▸ **Exercise aim**
From the records below, find each line with the string "when" and copy it.

*** Listed entries Section Begins ***

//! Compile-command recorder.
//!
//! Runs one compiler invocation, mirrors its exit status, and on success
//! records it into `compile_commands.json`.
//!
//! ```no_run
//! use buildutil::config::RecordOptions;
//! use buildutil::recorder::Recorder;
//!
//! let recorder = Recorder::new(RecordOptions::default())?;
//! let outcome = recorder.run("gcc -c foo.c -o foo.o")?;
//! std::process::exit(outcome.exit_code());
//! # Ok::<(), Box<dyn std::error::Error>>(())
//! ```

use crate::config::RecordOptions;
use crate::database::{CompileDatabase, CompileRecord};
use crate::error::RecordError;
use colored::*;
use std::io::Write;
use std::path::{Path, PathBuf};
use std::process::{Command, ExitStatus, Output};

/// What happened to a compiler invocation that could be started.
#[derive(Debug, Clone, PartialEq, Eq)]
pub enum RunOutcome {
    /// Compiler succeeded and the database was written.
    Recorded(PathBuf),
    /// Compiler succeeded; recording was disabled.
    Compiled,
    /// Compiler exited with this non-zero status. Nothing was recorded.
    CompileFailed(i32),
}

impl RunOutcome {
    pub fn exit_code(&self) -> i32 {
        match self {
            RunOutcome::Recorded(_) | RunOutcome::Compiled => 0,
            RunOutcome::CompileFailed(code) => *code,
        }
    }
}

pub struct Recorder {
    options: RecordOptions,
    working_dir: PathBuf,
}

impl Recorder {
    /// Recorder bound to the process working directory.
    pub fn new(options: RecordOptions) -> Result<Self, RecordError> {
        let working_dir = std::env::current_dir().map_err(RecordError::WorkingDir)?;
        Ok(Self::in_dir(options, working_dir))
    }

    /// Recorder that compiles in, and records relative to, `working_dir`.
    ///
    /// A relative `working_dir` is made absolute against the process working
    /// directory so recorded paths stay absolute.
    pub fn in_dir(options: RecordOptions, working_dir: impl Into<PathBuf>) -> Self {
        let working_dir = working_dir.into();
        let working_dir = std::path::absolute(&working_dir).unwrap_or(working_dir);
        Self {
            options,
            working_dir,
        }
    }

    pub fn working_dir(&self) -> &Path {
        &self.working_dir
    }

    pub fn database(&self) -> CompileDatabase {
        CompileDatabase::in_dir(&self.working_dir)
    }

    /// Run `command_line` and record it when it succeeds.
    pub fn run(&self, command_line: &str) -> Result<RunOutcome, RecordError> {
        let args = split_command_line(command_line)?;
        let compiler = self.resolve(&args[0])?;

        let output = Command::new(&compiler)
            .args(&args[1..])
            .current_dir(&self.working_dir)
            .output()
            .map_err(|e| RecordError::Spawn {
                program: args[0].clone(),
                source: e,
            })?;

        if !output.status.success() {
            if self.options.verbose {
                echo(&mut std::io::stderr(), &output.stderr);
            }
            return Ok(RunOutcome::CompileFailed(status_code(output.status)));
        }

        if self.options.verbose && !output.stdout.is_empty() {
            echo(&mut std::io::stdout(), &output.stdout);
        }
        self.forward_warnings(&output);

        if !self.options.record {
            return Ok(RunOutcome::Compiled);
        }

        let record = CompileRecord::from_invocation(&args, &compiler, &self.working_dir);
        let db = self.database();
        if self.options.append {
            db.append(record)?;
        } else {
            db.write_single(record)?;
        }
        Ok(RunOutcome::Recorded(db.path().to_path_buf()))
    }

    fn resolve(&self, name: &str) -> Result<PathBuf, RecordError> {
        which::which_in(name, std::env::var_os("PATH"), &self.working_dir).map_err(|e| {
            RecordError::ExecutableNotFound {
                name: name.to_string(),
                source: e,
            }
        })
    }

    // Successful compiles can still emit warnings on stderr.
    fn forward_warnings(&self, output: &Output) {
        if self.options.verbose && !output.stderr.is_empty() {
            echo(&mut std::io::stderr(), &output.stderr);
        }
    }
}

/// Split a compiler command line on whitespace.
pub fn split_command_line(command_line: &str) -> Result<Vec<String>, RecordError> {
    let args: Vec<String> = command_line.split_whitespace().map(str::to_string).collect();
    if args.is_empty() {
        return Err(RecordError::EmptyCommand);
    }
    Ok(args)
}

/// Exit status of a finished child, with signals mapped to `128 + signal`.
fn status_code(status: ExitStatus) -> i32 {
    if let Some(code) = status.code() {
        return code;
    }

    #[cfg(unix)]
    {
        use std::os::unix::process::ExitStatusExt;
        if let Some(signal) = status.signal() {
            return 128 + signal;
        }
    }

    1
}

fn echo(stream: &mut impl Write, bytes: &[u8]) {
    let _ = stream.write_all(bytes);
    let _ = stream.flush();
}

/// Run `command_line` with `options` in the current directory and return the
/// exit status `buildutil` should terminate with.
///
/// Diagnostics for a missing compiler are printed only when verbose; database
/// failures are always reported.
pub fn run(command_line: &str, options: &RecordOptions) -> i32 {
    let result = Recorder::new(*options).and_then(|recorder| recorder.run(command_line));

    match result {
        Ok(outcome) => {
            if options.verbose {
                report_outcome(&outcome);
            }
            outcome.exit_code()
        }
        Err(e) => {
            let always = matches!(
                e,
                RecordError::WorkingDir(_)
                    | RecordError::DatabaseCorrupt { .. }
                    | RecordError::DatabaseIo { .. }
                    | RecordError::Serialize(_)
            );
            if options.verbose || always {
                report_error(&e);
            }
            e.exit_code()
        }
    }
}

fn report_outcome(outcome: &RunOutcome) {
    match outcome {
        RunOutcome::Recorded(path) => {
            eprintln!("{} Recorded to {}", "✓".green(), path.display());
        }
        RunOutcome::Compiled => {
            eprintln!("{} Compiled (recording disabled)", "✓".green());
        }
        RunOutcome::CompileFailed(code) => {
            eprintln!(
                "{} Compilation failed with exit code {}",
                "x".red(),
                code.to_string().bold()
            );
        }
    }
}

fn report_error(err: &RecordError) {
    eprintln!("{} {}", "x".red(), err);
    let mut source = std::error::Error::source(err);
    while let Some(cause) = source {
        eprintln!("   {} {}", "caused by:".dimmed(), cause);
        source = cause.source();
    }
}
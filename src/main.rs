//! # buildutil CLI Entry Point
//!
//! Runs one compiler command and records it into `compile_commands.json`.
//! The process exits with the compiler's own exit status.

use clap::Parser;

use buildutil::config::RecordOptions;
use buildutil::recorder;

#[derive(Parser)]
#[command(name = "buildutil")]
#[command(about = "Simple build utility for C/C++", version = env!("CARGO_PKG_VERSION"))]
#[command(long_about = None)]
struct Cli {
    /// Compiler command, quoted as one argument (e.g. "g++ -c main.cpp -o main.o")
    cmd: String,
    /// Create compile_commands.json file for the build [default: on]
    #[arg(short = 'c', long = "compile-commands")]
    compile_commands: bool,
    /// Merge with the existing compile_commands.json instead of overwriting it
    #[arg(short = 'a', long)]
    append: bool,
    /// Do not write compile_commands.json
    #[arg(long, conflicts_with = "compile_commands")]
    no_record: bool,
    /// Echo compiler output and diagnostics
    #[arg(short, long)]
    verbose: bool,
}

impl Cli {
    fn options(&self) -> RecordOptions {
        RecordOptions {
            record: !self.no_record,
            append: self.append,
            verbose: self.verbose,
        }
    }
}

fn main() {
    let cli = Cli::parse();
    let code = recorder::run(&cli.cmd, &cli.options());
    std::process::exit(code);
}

*** Listed entries Section Ends ***

▸ **Solution below**
    /// Run `command_line` and record it when it succeeds.
/// Diagnostics for a missing compiler are printed only when verbose; database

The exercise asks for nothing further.